**AIM OF THE TASK**
Locate and copy each line in the data that contains the word "struct".

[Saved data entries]
====
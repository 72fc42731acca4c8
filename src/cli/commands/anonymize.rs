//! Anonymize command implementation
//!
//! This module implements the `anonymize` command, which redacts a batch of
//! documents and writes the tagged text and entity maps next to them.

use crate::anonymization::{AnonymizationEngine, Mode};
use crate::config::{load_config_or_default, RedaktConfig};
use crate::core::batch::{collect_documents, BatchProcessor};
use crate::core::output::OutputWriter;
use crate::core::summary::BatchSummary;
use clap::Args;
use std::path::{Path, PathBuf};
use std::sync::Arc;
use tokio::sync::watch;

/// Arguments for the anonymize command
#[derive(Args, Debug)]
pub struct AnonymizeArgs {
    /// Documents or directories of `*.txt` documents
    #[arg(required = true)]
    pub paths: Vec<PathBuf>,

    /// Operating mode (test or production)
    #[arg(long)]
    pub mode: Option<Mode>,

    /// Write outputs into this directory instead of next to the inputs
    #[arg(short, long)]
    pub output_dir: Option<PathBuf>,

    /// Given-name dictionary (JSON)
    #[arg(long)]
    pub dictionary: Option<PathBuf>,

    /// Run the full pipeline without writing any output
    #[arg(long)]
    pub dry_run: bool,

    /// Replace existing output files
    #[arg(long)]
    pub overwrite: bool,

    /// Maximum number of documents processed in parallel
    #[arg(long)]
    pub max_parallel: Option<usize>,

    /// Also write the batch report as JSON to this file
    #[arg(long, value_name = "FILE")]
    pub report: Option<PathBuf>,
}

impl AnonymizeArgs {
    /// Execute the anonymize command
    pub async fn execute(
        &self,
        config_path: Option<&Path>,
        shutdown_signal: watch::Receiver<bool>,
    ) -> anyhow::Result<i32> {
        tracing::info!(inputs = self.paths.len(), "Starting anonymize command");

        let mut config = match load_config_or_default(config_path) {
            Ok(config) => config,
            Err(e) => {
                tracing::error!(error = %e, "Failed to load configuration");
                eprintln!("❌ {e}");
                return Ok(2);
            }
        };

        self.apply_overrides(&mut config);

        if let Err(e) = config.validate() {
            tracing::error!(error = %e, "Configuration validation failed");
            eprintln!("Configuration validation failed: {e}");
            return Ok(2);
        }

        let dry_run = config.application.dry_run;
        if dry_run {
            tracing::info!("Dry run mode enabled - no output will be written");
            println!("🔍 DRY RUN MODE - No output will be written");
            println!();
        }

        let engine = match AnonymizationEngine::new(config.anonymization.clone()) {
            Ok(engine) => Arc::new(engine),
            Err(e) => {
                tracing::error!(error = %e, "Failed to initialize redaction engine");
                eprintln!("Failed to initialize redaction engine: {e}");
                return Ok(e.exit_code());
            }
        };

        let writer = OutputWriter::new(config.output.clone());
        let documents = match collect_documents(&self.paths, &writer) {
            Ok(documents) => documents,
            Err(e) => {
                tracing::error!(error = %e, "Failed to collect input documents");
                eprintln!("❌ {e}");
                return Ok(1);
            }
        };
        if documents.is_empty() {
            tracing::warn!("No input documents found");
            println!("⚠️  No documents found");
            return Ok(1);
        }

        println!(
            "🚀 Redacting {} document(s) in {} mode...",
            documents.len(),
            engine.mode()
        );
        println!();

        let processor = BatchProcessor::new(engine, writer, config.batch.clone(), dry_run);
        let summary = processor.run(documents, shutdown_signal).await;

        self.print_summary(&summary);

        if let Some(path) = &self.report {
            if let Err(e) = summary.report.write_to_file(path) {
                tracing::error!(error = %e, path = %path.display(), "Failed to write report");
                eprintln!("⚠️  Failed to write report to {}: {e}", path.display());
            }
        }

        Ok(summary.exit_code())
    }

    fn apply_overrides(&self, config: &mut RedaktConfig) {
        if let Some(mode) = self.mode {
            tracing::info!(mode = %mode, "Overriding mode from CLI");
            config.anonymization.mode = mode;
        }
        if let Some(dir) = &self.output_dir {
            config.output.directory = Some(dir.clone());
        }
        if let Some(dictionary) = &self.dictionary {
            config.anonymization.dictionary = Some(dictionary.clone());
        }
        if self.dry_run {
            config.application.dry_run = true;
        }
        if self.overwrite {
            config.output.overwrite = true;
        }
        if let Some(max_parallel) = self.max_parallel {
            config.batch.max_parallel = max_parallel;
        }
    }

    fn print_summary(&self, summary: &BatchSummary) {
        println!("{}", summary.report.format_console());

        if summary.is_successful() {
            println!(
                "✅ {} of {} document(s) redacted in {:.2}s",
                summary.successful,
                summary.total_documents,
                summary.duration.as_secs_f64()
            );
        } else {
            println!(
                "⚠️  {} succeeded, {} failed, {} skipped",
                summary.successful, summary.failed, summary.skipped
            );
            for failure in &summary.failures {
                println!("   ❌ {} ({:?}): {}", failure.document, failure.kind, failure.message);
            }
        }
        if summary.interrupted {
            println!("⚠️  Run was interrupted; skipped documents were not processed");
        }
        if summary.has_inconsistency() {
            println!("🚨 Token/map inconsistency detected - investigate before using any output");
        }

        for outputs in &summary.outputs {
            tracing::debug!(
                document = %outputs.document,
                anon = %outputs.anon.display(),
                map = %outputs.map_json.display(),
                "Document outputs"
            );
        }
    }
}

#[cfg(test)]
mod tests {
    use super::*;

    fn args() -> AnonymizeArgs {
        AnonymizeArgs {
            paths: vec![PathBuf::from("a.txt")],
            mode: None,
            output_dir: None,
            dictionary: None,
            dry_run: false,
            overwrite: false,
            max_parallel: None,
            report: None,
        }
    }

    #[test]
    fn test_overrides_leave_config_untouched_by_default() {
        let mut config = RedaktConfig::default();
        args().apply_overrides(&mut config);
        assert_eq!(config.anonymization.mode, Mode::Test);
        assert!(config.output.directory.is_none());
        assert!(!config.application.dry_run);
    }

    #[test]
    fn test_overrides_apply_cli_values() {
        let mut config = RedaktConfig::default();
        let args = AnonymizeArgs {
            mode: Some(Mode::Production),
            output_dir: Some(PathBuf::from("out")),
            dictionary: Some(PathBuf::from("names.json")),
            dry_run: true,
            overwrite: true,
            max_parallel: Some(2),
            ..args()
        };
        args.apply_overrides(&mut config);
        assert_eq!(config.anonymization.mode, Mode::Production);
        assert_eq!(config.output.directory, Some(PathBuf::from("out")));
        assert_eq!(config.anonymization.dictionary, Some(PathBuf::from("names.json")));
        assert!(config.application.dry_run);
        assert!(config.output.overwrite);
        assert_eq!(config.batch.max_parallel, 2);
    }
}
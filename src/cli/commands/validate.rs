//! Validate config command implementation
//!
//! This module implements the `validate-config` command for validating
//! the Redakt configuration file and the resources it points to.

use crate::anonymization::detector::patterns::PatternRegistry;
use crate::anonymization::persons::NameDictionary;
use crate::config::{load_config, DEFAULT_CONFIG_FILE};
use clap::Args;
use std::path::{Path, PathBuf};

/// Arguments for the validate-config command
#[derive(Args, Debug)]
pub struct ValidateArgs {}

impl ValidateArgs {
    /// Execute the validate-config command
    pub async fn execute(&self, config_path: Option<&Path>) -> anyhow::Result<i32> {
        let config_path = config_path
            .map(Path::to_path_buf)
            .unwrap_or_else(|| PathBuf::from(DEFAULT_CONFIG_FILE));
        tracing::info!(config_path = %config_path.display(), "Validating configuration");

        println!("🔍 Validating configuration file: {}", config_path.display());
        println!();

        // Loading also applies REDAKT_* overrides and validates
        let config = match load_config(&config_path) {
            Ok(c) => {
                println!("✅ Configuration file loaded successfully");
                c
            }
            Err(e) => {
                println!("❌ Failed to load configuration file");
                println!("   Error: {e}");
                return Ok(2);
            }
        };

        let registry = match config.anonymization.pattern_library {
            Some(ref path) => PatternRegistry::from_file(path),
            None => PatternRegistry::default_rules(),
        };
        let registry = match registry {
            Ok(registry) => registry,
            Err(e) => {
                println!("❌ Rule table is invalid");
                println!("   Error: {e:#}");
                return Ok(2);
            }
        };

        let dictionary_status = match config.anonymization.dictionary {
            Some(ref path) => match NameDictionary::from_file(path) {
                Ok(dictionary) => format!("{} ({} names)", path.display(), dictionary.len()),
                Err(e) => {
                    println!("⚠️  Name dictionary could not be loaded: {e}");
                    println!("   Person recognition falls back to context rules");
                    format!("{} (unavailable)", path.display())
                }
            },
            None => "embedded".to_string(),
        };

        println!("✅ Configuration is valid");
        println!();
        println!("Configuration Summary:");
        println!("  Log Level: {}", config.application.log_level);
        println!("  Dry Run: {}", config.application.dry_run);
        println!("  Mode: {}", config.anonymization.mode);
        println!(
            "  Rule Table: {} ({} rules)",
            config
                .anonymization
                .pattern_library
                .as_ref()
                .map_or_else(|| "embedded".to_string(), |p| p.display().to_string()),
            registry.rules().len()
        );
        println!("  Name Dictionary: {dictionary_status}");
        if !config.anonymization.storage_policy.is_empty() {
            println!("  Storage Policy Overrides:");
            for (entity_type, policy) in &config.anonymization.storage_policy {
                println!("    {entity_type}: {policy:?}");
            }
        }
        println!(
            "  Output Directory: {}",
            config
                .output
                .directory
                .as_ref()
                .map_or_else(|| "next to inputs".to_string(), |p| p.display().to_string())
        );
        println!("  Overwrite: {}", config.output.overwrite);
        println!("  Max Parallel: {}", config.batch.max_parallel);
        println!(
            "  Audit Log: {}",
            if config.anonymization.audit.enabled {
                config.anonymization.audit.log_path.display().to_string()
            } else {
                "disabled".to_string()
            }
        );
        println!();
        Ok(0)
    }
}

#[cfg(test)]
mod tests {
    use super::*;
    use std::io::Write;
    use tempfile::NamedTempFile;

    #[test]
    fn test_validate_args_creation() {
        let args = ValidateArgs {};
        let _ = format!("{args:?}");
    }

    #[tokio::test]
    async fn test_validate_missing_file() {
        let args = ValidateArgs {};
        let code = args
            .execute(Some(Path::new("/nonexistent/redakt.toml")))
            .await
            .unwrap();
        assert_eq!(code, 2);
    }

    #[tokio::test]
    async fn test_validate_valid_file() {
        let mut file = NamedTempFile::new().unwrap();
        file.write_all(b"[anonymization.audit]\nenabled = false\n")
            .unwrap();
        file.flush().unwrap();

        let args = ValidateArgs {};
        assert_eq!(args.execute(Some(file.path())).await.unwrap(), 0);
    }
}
====
**ANSWER BOX**
pub struct AnonymizeArgs {
pub struct ValidateArgs {}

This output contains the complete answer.